Earlier today, the Senate passed a $484 billion bipartisan bill to supplement the $2 trillion Coronavirus Aid, Relief, and Economic Security (CARES) Act.
What Were The Initial Stimulus Payments?
The CARES Act included many components including direct stimulus checks to Americans. These payments, which the Treasury Department started disbursing last week to individuals who qualified, were a one-time remittance of:
- $1,200 for individuals
- $2,400 for married couples
- $500 for each dependent child 16-years-old or younger
Additional Second Stimulus Check Proposals:
There have been several proposals floating around Congress to provide Americans with financial relief in light of the economic impact caused by coronavirus. The most widely circulated was the Emergency Money for the People Act introduced by Tim Ryan and Ro Khanna. Their proposal would have provided additional and ongoing payments with qualifying Americans receiving a $2,000 monthly payment for up to 12 months. Eligibility for the $2,000 stimulus check would depend on age, filing status, and income:
- If you are single, your income is less than $130,000, and you are over the age of 16, you would receive $2,000 per month;
- If you are married and your income is less than $260,000, you would receive at least $4,000 per month;
- If you have dependent children, you would receive an additional $500 payment per child each month, capped at three children.
Does The Bill Include Additional Stimulus Payments To Individuals?
Unfortunately, the $484 billion bill passed by the Senate does not include provisions for additional stimulus checks for individuals.

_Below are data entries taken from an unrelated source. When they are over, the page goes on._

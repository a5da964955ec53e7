//! Error taxonomy, one enum per fallible boundary (spec.md §7).

use thiserror::Error;

#[derive(Debug, Error)]
pub enum ConfigError {
    #[error("invalid baud rate: {0}")]
    InvalidBaudRate(String),
    #[error("invalid data bits: {0} (expected 5, 6, 7 or 8)")]
    InvalidDataBits(String),
    #[error("invalid stop bits: {0} (expected 1 or 2)")]
    InvalidStopBits(String),
    #[error("invalid parity: {0} (expected odd, even, none, mark or space)")]
    InvalidParity(String),
    #[error("invalid flow control: {0} (expected hard, soft or none)")]
    InvalidFlow(String),
    #[error("unknown map flag: {0}")]
    UnknownMapFlag(String),
    #[error("invalid color: {0}")]
    InvalidColor(String),
    #[error("invalid line name in --line-pulse-duration: {0}")]
    InvalidLineName(String),
    #[error("malformed tiorc section pattern: {0}")]
    BadPattern(String),
    #[error("no device argument given and no matching tiorc section")]
    NoDevice,
    #[error("io error reading config: {0}")]
    Io(#[from] std::io::Error),
    #[error("ini parse error: {0}")]
    Ini(#[from] ini::Error),
}

#[derive(Debug, Error)]
pub enum DeviceError {
    #[error("{0}: not a tty device")]
    NotATty(String),
    #[error("{0}: device is locked by another process")]
    AlreadyLocked(String),
    #[error("failed to open {0}: {1}")]
    Open(String, std::io::Error),
    #[error("failed to read terminal attributes of {0}: {1}")]
    GetAttr(String, nix::Error),
    #[error("failed to set terminal attributes of {0}: {1}")]
    SetAttr(String, nix::Error),
    #[error("failed to set baud rate on {0}: {1}")]
    SetSpeed(String, nix::Error),
    #[error("ioctl failed on {0}: {1}")]
    Ioctl(String, nix::Error),
    #[error("device read error: {0}")]
    Read(std::io::Error),
    #[error("device closed (EOF)")]
    Eof,
}

#[derive(Debug, Error)]
pub enum ScriptError {
    #[error("failed to read script file {0}: {1}")]
    Load(String, std::io::Error),
    #[error("script compile error: {0}")]
    Compile(String),
    #[error("script runtime error: {0}")]
    Runtime(String),
    #[error("invalid regular expression in expect(): {0}")]
    BadPattern(#[from] regex::Error),
}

Instead, the bill focused on replenishing the Paycheck Protection Program (PPP), which is aimed at small businesses and offers guarantees for forgivable loans if the majority of the money is used to retain employees. Lawmakers scrambled to pass the bill after the initial PPP funding from the CARES Act was quickly depleted.
Here’s the breakdown of the $484 billion:
- $320 billion: the vast majority of the funds in the new Senate bill, would replenish the Paycheck Protection Program;
- $60 billion: would be allocated to the Small Business Administration’s disaster relief fund;
- $75 billion: would be made available for hospitals;
- $25 billion: would go towards coronavirus testing
While the bill has only passed the Senate, the House is expected to vote and pass the bill on Thursday. President Trump has signaled that he will sign it.

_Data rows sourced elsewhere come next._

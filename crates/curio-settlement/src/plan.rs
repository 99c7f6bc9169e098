//! Pure batch execution planner.
//!
//! `plan_execution` takes a batch request and produces an [`ExecutionPlan`]
//! without touching any state. Authorization and structural failures
//! hard-fail the whole batch here; legs invalidated by external state
//! (the status oracle's verdict) are soft-skipped and reported.
//!
//! The planner tracks *virtual* fill counts and identifier claims so the
//! same order — or the same NFT — appearing in several legs of one batch is
//! planned against the state the earlier legs will have committed.

use std::collections::{HashMap, HashSet};

use curio_env::ExchangeEnv;
use curio_market::OrderStore;
use curio_types::{
    Address, CallContext, CurioError, Direction, ExchangeConfig, OrderKey, OrderStatus, Result,
    RoyaltyShare, TokenId, UnexecutableReason,
};
use rust_decimal::Decimal;

use crate::pricing;
use crate::royalties::{PaymentSplit, split_payment};
use crate::status::order_status;

/// A taker's request to fill a batch of orders.
#[derive(Debug, Clone)]
pub struct BatchRequest {
    /// Collection address per leg (parallel arrays, one entry per leg).
    pub tokens: Vec<Address>,
    /// Order storage index per leg.
    pub order_indices: Vec<usize>,
    /// Identifiers the taker fills against each leg.
    pub token_id_sets: Vec<Vec<TokenId>>,
    /// Taker slippage bound on the net settlement flow to the taker:
    /// positive = minimum proceeds, negative = maximum payment (negated).
    pub total_price: Decimal,
    /// Batch-level basis-point cap on royalties.
    pub royalty_cap_bps: u16,
    /// Integrator recorded on execution events.
    pub integrator: Option<Address>,
}

/// One trade record to be appended: a single identifier for ANY fills, the
/// whole eligible set for ALL fills.
#[derive(Debug, Clone)]
pub struct PlannedTrade {
    pub token_ids: Vec<TokenId>,
    pub gross: Decimal,
    pub split: PaymentSplit,
}

/// One leg of the batch that will execute.
#[derive(Debug, Clone)]
pub struct PlannedFill {
    pub token: Address,
    pub order_index: usize,
    pub order_key: OrderKey,
    pub direction: Direction,
    pub maker: Address,
    /// Trade-counter increments this leg consumes.
    pub fills: u64,
    /// Whether this leg exhausts the order (`trade_count == trade_max`).
    pub completes: bool,
    pub trades: Vec<PlannedTrade>,
}

impl PlannedFill {
    #[must_use]
    pub fn gross_total(&self) -> Decimal {
        self.trades.iter().map(|t| t.gross).sum()
    }

    #[must_use]
    pub fn ids_moved(&self) -> u64 {
        self.trades.iter().map(|t| t.token_ids.len() as u64).sum()
    }

    /// All identifiers this leg moves.
    #[must_use]
    pub fn all_token_ids(&self) -> Vec<TokenId> {
        self.trades.iter().flat_map(|t| t.token_ids.iter().copied()).collect()
    }
}

/// A leg soft-skipped because the order was not Active when re-evaluated.
#[derive(Debug, Clone)]
pub struct SkippedLeg {
    pub leg: usize,
    pub token: Address,
    pub order_index: usize,
    pub status: OrderStatus,
}

/// The full plan for one `execute_orders` call.
#[derive(Debug, Clone)]
pub struct ExecutionPlan {
    pub fills: Vec<PlannedFill>,
    pub skipped: Vec<SkippedLeg>,
    /// Signed net settlement flow to the taker across all planned fills.
    pub net_to_taker: Decimal,
}

/// Plan a batch execution. Pure: reads the store and collaborators, writes
/// nothing. An `Err` here implies the call must have zero effect.
#[allow(clippy::too_many_lines)]
pub fn plan_execution(
    store: &OrderStore,
    exchange: Address,
    config: &ExchangeConfig,
    ctx: &CallContext,
    env: &dyn ExchangeEnv,
    request: &BatchRequest,
) -> Result<ExecutionPlan> {
    let legs = request.tokens.len();
    if legs != request.order_indices.len() || legs != request.token_id_sets.len() {
        return Err(CurioError::LengthMismatch {
            tokens: legs,
            indices: request.order_indices.len(),
            id_sets: request.token_id_sets.len(),
        });
    }
    if legs > config.max_batch_legs {
        return Err(CurioError::BatchTooLarge {
            legs,
            max: config.max_batch_legs,
        });
    }

    let token_contract = env.settlement_token();

    // Virtual bookkeeping: what earlier legs of this batch will commit.
    let mut claimed_fills: HashMap<(Address, usize), u64> = HashMap::new();
    let mut claimed_ids: HashSet<(Address, TokenId)> = HashSet::new();
    let mut maker_spend: HashMap<Address, Decimal> = HashMap::new();

    let mut fills = Vec::new();
    let mut skipped = Vec::new();
    let mut net_to_taker = Decimal::ZERO;
    let mut taker_pays = Decimal::ZERO;

    for leg in 0..legs {
        let token = request.tokens[leg];
        let order_index = request.order_indices[leg];
        let requested = &request.token_id_sets[leg];

        let order = store.order(token, order_index)?;

        // Authorization failures hard-revert the whole batch.
        if !order.permits_taker(ctx.caller) {
            return Err(CurioError::TakerNotPermitted);
        }
        if order.maker == ctx.caller {
            return Err(CurioError::SelfFill);
        }

        let virtual_fills = claimed_fills
            .get(&(token, order_index))
            .copied()
            .unwrap_or(0);

        // Externally-invalidated legs are skipped, not failed.
        let status = order_status(order, exchange, ctx.now, env);
        let remaining = order.remaining_fills().saturating_sub(virtual_fills);
        let effective = if status.is_active() && remaining == 0 {
            // Exhausted by an earlier leg of this same batch.
            OrderStatus::NotExecutable(UnexecutableReason::Maxxed)
        } else {
            status
        };
        if !effective.is_active() {
            skipped.push(SkippedLeg {
                leg,
                token,
                order_index,
                status: effective,
            });
            continue;
        }

        pricing::validate_fill(order, requested, remaining)?;
        let mut canonical = requested.clone();
        canonical.sort_unstable();
        canonical.dedup();

        // The same NFT cannot move twice in one batch.
        for id in &canonical {
            if !claimed_ids.insert((token, *id)) {
                return Err(CurioError::InvalidOrder {
                    reason: format!("identifier {id} appears in two legs"),
                });
            }
        }

        let collection = env
            .collection(token)
            .ok_or(CurioError::UnknownCollection(token))?;
        let gross = pricing::fill_amount(order, canonical.len());

        match order.direction {
            Direction::Buy => {
                // The oracle checked one fill unit; check this leg's full
                // spend on top of what earlier legs already claim.
                let spent = maker_spend.get(&order.maker).copied().unwrap_or_default();
                let maker_reason = if token_contract.balance_of(order.maker) < spent + gross {
                    Some(UnexecutableReason::InsufficientBalance)
                } else if token_contract.allowance(order.maker, exchange) < spent + gross {
                    Some(UnexecutableReason::InsufficientAllowance)
                } else {
                    None
                };
                if let Some(reason) = maker_reason {
                    for id in &canonical {
                        claimed_ids.remove(&(token, *id));
                    }
                    skipped.push(SkippedLeg {
                        leg,
                        token,
                        order_index,
                        status: OrderStatus::NotExecutable(reason),
                    });
                    continue;
                }

                // Taker supplies the NFTs: structural failures, not skips.
                for id in &canonical {
                    if collection.owner_of(*id) != Some(ctx.caller) {
                        return Err(CurioError::InvalidOrder {
                            reason: format!("taker does not own {id}"),
                        });
                    }
                }
                if !collection.is_approved_for_all(ctx.caller, exchange) {
                    return Err(CurioError::InvalidOrder {
                        reason: "taker has not approved the exchange as operator".into(),
                    });
                }
                *maker_spend.entry(order.maker).or_default() += gross;
            }
            Direction::Sell => {
                // Wildcard SELL ownership was deferred by the oracle; the
                // concrete requested identifiers are checked here. A maker
                // who lost one is an external invalidation → skip.
                let lost = canonical
                    .iter()
                    .any(|id| collection.owner_of(*id) != Some(order.maker));
                if lost {
                    for id in &canonical {
                        claimed_ids.remove(&(token, *id));
                    }
                    skipped.push(SkippedLeg {
                        leg,
                        token,
                        order_index,
                        status: OrderStatus::NotExecutable(UnexecutableReason::TokenNotOwned),
                    });
                    continue;
                }
                taker_pays += gross;
            }
        }

        let trades = plan_trades(env, order, token, &canonical, gross, request.royalty_cap_bps);
        match order.direction {
            Direction::Buy => {
                net_to_taker += trades.iter().map(|t| t.split.counterparty).sum::<Decimal>();
            }
            Direction::Sell => net_to_taker -= gross,
        }

        let leg_fills = pricing::fill_count(order, canonical.len());
        *claimed_fills.entry((token, order_index)).or_default() += leg_fills;
        fills.push(PlannedFill {
            token,
            order_index,
            order_key: order.key,
            direction: order.direction,
            maker: order.maker,
            fills: leg_fills,
            completes: order.trade_count + virtual_fills + leg_fills == order.trade_max,
            trades,
        });
    }

    // Taker-side funding for the SELL legs, checked up front so the commit
    // phase cannot fail halfway through.
    if taker_pays > Decimal::ZERO {
        let available = token_contract.balance_of(ctx.caller);
        if available < taker_pays {
            return Err(CurioError::InsufficientFunds {
                needed: taker_pays,
                available,
            });
        }
        let approved = token_contract.allowance(ctx.caller, exchange);
        if approved < taker_pays {
            return Err(CurioError::InsufficientFunds {
                needed: taker_pays,
                available: approved,
            });
        }
    }

    // Slippage bound on the whole batch.
    if net_to_taker < request.total_price {
        return Err(CurioError::PriceToleranceExceeded {
            declared: request.total_price,
            net: net_to_taker,
        });
    }

    Ok(ExecutionPlan {
        fills,
        skipped,
        net_to_taker,
    })
}

/// Build the trade records for one leg. ANY: one per identifier at the
/// per-identifier price. ALL: a single record over the whole set, with the
/// royalty registry queried per identifier on an equal slice of the gross.
fn plan_trades(
    env: &dyn ExchangeEnv,
    order: &curio_types::Order,
    token: Address,
    canonical: &[TokenId],
    gross: Decimal,
    cap_bps: u16,
) -> Vec<PlannedTrade> {
    let engine = env.royalty_engine();
    match order.fulfillment {
        curio_types::Fulfillment::Any => canonical
            .iter()
            .map(|id| {
                let raw = engine.royalties_for(token, *id, order.price);
                PlannedTrade {
                    token_ids: vec![*id],
                    gross: order.price,
                    split: split_payment(order.price, order.royalty_factor_bps, cap_bps, &raw),
                }
            })
            .collect(),
        curio_types::Fulfillment::All => {
            let slice = gross / Decimal::from(canonical.len() as u64);
            let mut merged: Vec<RoyaltyShare> = Vec::new();
            for id in canonical {
                for share in engine.royalties_for(token, *id, slice) {
                    match merged.iter_mut().find(|m| m.recipient == share.recipient) {
                        Some(m) => m.amount += share.amount,
                        None => merged.push(share),
                    }
                }
            }
            vec![PlannedTrade {
                token_ids: canonical.to_vec(),
                gross,
                split: split_payment(gross, order.royalty_factor_bps, cap_bps, &merged),
            }]
        }
    }
}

While the bill won bipartisan support, there was disagreement among Senate leaders about what would come next. Minority Leader Chuck Schumer was already laying the groundwork for additional measures. “I’d remind my colleagues this is an interim measure,” Schumer said. “There’s plenty of hard-won provisions that we Democrats are pleased with but it’s ultimately a building block. In the weeks ahead Congress must prepare another major bill similar in size and ambition to the Cares Act. The next bill must be big and bold and suited to the needs of a beleaguered nation.”
However, Majority Leader Mitch McConnell struck a different tone. He told The Washington Post that it was time to “push the pause button” on additional spending legislation.” Those hoping for additional stimulus payments are out of luck with the most recently bill.